Note: The song list below is from the most common version of the show currently performed and excludes all specialties, cut numbers, and those added for other major productions.
- Act I

- "Here We Are Together Again" - Ballyhoo and Ensemble
- "Sunny" - Tom and Boys
- Entrance of Sunny - Ensemble
- "Who?" - Tom and Sunny
- "So's Your Old Man" - Harold and the Eight Girls
- "Let's Say Good Night Till It's Morning" - Jim and Weenie
- "Pas de Equestrienne" - Sunny
- "D'Ye Love Me?" - Sunny
- "The Wedding Knell" - Sunny and Boys
- "Two Little Bluebirds" - Harold and Weenie
- Finale Act One - Company

- Act II

- Opening Chorus - Ensemble
- "When We Get Our Divorce" - Jim and Sunny
- "Sunshine" - Marcia
- "Who?" (reprise) - Tom and Sunny
- Dance - Sunny, Jim, Harold, Weenie and Ensemble
- "The Chase" - Sunny, Tom, and Ensemble
- "The Hunt Ball" - Chorus
- "Pas d'Equestrienne" - Sunny
- "Finale Ultimo" - Sunny and Company

==Films==

The musical was adapted for a 1930 film version directed by William A. Seiter and featuring additional music by Kern.
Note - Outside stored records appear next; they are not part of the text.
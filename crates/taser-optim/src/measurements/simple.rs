use super::{BindContext, Measurement};
use crate::binding::ResidualBinding;
use crate::error::BindError;
use crate::factors::window::WindowFactor;
use nalgebra::DVector;
use taser_core::{Derivative, Real};

/// Direct observation of the trajectory state, whatever its dimension.
#[derive(Debug, Clone, PartialEq)]
pub struct SimpleMeasurement {
    pub t: Real,
    pub value: DVector<Real>,
    pub weight: Real,
}

impl SimpleMeasurement {
    pub fn new(t: Real, value: DVector<Real>) -> Self {
        Self {
            t,
            value,
            weight: 1.0,
        }
    }

    pub fn with_weight(mut self, weight: Real) -> Self {
        self.weight = weight;
        self
    }
}

impl Measurement for SimpleMeasurement {
    fn timestamps(&self) -> Vec<Real> {
        vec![self.t]
    }

    fn bind(&self, ctx: &BindContext<'_>) -> Result<Vec<ResidualBinding>, BindError> {
        ctx.check_time(self.t)?;
        let window = ctx.window(self.t, Some(self.value.len()))?;
        let params = BindContext::trajectory_refs(&window);
        let factor = WindowFactor {
            window,
            derivative: Derivative::Value,
            observed: self.value.clone(),
            weight: self.weight,
        };
        Ok(vec![ResidualBinding::new("simple", params, Box::new(factor))?])
    }
}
In 1941, a second film version was produced, directed by Herbert Wilcox. The first film starred Marilyn Miller, the second one (with a highly revised plot) starred Anna Neagle, with Ray Bolger in his first film role after playing the Scarecrow in The Wizard of Oz (1939).

==Recreation of scenes in film==

In Sally of the Scandals (1928), the main character is in a musical production that was filmed using the chorus and sets from a production of Sunny at the Mayan Theater in Los Angeles.

In the film Till the Clouds Roll By (1946), a fictionalized biography of composer Jerome Kern, two songs from the show, "Sunny" and "Who?", are performed by Judy Garland as Marilyn Miller, representing a performance from the lead character, Sunny Peters.